[[ DATA FOR THE TASK, beginning ]]

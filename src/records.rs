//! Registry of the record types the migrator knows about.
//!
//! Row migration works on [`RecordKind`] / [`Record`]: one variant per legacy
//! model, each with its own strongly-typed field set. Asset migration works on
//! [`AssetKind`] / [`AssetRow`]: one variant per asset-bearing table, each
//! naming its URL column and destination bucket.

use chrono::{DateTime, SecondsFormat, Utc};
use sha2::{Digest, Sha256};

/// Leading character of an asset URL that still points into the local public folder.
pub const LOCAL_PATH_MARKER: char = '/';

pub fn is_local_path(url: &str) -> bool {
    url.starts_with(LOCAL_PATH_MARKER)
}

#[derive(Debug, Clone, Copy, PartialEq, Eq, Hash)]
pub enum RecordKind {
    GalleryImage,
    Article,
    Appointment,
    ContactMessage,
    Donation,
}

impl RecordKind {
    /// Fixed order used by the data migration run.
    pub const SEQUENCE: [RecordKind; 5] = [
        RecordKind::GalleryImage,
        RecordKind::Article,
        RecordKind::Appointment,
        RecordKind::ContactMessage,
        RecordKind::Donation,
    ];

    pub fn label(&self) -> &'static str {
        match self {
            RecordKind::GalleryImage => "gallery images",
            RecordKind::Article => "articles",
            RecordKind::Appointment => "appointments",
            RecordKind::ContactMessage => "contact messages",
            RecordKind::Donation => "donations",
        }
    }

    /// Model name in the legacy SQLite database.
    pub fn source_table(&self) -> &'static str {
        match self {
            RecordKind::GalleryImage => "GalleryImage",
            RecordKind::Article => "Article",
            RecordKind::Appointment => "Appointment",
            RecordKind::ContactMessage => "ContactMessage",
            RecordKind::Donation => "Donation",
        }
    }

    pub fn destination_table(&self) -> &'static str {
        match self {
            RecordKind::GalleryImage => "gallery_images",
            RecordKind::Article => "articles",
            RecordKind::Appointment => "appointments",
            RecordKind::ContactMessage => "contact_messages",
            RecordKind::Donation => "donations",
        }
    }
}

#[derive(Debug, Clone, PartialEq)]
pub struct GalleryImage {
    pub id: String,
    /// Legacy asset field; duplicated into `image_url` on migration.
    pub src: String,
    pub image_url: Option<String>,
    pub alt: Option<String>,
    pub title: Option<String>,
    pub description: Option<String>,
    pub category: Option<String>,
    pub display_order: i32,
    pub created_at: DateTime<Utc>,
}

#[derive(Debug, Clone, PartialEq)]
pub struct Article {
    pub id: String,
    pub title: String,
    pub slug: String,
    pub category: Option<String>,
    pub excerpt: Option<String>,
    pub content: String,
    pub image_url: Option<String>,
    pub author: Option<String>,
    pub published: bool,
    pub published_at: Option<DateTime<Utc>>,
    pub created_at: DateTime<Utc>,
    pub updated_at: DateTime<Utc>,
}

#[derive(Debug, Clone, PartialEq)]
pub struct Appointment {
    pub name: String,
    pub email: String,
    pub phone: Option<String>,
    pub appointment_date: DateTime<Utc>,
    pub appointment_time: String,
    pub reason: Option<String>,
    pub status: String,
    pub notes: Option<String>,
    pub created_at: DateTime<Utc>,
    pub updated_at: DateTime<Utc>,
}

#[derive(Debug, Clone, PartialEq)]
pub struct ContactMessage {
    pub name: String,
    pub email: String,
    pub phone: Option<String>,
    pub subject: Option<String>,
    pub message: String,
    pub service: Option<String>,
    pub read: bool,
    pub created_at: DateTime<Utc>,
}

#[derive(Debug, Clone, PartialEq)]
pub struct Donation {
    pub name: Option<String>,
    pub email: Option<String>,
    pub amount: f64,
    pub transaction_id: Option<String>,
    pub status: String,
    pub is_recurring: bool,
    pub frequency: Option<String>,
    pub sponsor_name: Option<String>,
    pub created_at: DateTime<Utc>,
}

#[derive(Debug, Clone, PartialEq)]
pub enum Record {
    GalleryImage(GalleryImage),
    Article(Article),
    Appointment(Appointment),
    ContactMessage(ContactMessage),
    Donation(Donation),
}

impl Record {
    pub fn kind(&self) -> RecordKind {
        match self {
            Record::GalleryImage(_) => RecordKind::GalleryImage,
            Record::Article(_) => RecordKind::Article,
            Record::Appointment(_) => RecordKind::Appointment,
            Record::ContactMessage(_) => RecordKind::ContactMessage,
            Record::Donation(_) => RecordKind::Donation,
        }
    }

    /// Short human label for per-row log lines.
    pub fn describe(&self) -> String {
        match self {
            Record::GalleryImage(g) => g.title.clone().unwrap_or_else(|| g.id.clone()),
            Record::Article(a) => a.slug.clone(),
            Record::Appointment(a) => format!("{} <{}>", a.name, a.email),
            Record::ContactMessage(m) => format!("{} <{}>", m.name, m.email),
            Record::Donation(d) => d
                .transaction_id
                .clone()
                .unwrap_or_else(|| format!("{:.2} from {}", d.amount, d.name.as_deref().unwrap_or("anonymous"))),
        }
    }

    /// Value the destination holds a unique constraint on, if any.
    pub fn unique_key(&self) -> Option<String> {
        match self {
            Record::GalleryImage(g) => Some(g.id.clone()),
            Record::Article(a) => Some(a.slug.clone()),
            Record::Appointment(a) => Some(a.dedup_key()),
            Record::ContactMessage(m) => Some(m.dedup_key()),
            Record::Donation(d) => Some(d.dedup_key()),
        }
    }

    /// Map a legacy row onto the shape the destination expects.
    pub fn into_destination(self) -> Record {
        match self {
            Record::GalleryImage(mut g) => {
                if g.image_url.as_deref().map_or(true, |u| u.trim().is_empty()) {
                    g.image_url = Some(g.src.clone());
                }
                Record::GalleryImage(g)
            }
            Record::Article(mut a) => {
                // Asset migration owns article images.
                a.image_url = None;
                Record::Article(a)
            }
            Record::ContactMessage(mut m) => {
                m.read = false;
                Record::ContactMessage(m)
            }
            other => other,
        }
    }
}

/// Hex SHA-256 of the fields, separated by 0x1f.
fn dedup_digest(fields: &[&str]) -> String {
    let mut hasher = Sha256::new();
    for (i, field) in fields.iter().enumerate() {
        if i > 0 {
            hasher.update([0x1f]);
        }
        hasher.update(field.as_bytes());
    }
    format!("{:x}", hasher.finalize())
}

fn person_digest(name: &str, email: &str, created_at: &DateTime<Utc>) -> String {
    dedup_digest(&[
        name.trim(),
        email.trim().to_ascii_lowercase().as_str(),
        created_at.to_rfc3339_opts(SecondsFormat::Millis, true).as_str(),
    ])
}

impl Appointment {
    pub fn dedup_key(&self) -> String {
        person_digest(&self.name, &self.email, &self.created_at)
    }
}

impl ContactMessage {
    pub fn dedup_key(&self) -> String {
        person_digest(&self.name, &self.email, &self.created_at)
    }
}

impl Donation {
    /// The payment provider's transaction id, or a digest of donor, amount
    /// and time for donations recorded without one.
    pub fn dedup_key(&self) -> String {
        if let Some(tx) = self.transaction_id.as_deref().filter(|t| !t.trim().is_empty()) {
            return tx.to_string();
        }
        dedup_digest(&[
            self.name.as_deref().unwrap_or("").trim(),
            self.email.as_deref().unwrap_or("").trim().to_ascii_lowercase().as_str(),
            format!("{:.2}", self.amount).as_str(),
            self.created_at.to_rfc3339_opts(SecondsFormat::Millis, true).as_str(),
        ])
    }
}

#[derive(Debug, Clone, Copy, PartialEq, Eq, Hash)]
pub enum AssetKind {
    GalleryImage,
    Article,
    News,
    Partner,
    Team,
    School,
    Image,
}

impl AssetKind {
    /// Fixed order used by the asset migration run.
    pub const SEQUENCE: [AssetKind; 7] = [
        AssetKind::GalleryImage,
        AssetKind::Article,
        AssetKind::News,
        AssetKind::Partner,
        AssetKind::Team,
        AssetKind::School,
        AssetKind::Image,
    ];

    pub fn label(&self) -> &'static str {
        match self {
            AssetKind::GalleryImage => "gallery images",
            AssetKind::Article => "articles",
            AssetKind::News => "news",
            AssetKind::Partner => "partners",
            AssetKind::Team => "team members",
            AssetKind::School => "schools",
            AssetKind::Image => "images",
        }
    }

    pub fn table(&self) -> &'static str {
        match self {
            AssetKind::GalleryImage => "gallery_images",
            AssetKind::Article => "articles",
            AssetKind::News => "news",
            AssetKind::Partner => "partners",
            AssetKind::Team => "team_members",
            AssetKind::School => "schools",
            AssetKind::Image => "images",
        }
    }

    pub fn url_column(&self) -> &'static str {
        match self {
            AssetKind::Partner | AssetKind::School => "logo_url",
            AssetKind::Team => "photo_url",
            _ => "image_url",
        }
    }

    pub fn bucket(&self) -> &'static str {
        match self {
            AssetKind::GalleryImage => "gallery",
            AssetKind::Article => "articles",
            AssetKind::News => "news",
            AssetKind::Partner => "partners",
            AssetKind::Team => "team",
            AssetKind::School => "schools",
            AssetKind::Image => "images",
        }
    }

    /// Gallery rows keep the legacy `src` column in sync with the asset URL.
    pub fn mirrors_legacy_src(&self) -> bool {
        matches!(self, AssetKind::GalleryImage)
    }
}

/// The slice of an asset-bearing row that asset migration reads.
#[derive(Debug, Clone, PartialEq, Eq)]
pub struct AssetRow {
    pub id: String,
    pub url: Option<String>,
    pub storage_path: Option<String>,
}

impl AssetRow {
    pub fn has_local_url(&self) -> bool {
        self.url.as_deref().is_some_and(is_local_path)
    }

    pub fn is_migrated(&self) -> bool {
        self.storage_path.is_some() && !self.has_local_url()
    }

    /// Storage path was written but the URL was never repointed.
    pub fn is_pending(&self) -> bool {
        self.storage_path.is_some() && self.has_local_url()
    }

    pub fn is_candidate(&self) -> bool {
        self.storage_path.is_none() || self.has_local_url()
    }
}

[[ DATA FOR THE TASK, end ]]

§ **DIRECTIONS FOR THIS TASK**
Lines from the one holding "self.storage_path.is_some() && !self.has_local_url()" to the last line of the records: return these exactly, and only these.

§ **OUTPUT FOR THIS TASK**
        self.storage_path.is_some() && !self.has_local_url()
    }

    /// Storage path was written but the URL was never repointed.
    pub fn is_pending(&self) -> bool {
        self.storage_path.is_some() && self.has_local_url()
    }

    pub fn is_candidate(&self) -> bool {
        self.storage_path.is_none() || self.has_local_url()
    }
}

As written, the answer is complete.